== Work request ==
When a line in the records contains the string "Debug", copy that line.

== Given data ==
┄┄┄┄┄┄

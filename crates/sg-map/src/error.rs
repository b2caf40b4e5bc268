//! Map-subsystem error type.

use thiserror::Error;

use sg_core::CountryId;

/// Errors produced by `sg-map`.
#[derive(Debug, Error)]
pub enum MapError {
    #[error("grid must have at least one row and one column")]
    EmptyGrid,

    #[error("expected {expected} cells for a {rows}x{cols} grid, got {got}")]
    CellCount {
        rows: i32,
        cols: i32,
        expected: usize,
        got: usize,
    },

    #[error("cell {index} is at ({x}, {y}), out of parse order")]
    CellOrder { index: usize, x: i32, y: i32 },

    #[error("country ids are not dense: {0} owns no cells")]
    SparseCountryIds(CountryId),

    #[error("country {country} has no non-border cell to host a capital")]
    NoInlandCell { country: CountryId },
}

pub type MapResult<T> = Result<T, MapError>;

┄┄┄┄┄┄

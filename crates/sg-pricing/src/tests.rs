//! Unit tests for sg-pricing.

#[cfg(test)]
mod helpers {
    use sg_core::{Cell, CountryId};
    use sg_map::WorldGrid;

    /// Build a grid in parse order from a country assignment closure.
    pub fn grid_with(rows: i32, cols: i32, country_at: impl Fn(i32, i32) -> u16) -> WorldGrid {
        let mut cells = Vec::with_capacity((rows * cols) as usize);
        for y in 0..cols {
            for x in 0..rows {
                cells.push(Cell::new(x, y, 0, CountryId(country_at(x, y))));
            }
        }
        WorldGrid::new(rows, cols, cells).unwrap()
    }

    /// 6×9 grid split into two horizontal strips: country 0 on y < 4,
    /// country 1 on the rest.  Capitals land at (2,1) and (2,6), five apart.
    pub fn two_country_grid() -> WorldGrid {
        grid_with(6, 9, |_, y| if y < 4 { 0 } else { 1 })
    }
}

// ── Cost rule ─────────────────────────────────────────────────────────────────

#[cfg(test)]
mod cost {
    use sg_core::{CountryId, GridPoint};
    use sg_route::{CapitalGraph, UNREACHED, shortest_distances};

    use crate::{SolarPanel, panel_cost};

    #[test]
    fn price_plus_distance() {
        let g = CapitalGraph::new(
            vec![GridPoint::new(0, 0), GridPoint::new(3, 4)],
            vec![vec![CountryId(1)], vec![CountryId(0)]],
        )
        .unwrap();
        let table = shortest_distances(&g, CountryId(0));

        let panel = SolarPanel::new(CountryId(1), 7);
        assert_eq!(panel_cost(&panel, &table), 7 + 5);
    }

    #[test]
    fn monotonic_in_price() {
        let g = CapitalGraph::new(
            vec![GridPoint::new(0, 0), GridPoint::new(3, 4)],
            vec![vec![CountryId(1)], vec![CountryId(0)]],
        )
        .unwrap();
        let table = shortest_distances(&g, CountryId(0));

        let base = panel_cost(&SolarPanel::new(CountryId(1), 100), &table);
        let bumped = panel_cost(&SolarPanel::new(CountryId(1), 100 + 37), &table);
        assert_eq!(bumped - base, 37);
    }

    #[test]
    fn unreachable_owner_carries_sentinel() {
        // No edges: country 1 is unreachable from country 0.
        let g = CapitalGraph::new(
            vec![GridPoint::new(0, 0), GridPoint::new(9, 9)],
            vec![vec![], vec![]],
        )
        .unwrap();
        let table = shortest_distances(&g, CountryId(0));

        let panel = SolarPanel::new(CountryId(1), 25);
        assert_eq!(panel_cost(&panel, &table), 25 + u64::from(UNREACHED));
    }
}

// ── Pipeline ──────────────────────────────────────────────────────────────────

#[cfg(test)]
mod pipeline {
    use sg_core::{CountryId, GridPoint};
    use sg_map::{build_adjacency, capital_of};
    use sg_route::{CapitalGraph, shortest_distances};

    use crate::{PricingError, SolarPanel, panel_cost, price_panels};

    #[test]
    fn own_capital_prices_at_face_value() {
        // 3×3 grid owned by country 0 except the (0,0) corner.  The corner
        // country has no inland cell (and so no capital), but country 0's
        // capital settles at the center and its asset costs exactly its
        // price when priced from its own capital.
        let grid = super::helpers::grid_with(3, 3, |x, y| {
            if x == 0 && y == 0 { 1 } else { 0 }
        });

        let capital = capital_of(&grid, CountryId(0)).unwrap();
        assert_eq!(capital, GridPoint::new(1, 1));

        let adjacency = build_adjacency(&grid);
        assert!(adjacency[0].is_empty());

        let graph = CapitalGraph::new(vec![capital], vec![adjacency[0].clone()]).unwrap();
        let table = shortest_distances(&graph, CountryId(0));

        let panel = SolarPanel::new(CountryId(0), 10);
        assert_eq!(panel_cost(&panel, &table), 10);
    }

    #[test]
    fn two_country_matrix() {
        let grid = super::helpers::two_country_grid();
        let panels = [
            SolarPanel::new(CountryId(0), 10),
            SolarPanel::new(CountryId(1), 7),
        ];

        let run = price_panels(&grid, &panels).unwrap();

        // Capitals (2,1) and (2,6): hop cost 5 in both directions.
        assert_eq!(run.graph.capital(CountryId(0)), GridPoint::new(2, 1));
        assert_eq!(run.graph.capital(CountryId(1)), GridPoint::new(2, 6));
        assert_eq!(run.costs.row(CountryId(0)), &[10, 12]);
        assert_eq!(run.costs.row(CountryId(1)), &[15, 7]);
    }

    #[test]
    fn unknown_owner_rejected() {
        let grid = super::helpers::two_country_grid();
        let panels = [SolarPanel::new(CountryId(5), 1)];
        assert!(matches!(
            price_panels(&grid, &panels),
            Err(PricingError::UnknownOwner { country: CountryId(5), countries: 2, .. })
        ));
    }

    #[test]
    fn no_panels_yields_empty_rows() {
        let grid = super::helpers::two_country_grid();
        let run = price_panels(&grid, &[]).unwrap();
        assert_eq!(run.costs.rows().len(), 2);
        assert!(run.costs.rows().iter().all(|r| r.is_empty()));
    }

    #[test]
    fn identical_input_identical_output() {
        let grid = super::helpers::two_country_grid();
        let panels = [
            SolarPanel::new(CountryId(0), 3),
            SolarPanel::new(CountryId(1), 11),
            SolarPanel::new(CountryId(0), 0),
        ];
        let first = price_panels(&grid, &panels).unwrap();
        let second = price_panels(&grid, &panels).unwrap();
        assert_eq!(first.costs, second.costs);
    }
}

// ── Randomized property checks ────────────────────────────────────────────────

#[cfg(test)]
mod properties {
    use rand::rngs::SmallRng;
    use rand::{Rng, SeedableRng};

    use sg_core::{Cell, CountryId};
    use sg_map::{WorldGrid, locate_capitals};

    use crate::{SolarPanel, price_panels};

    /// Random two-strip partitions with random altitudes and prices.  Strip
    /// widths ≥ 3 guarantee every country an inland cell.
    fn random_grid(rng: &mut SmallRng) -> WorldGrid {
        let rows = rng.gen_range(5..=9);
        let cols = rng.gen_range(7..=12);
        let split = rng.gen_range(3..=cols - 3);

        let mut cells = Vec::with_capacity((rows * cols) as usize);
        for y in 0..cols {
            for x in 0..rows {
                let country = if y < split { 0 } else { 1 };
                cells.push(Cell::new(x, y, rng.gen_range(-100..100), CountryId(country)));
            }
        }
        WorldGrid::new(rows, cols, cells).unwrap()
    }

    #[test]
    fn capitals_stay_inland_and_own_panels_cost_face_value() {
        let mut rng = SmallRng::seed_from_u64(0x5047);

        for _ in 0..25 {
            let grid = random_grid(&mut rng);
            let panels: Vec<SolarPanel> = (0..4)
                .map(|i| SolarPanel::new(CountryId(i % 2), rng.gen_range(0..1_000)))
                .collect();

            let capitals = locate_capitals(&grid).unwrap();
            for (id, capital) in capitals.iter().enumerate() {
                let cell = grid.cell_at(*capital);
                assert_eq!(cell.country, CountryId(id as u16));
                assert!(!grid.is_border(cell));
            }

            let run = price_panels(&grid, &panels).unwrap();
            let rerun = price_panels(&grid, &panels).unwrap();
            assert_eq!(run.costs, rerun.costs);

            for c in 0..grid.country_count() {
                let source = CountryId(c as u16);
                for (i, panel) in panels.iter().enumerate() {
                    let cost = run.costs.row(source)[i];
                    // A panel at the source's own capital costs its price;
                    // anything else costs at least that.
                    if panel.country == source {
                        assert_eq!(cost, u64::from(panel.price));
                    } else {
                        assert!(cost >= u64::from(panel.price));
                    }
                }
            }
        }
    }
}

┄┄┄┄┄┄

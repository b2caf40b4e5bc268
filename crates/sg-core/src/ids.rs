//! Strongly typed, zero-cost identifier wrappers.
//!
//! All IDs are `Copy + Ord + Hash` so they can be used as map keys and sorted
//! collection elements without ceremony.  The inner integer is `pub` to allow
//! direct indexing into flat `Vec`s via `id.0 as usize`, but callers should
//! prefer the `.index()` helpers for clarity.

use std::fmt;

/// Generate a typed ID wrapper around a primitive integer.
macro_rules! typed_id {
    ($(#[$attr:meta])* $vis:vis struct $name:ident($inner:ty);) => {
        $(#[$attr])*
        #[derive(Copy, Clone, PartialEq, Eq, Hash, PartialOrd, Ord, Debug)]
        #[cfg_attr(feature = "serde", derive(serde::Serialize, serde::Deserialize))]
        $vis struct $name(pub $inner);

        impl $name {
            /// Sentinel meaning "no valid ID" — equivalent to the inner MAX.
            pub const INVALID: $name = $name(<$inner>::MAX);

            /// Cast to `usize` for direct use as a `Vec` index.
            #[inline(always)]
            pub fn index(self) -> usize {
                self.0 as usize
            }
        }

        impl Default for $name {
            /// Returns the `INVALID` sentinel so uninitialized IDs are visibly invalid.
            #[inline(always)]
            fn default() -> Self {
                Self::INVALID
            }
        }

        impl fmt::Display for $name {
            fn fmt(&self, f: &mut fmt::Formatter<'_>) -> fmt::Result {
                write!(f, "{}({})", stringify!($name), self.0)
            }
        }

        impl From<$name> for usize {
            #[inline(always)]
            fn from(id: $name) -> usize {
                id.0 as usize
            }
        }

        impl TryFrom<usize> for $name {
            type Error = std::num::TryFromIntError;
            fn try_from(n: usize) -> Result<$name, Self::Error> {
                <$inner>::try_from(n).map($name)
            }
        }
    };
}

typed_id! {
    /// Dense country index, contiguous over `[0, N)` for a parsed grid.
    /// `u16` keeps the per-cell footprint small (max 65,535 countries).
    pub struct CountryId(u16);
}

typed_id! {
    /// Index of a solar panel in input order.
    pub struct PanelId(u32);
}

┄┄┄┄┄┄

== Response to this task ==
#[derive(Debug, Error)]
        #[derive(Copy, Clone, PartialEq, Eq, Hash, PartialOrd, Ord, Debug)]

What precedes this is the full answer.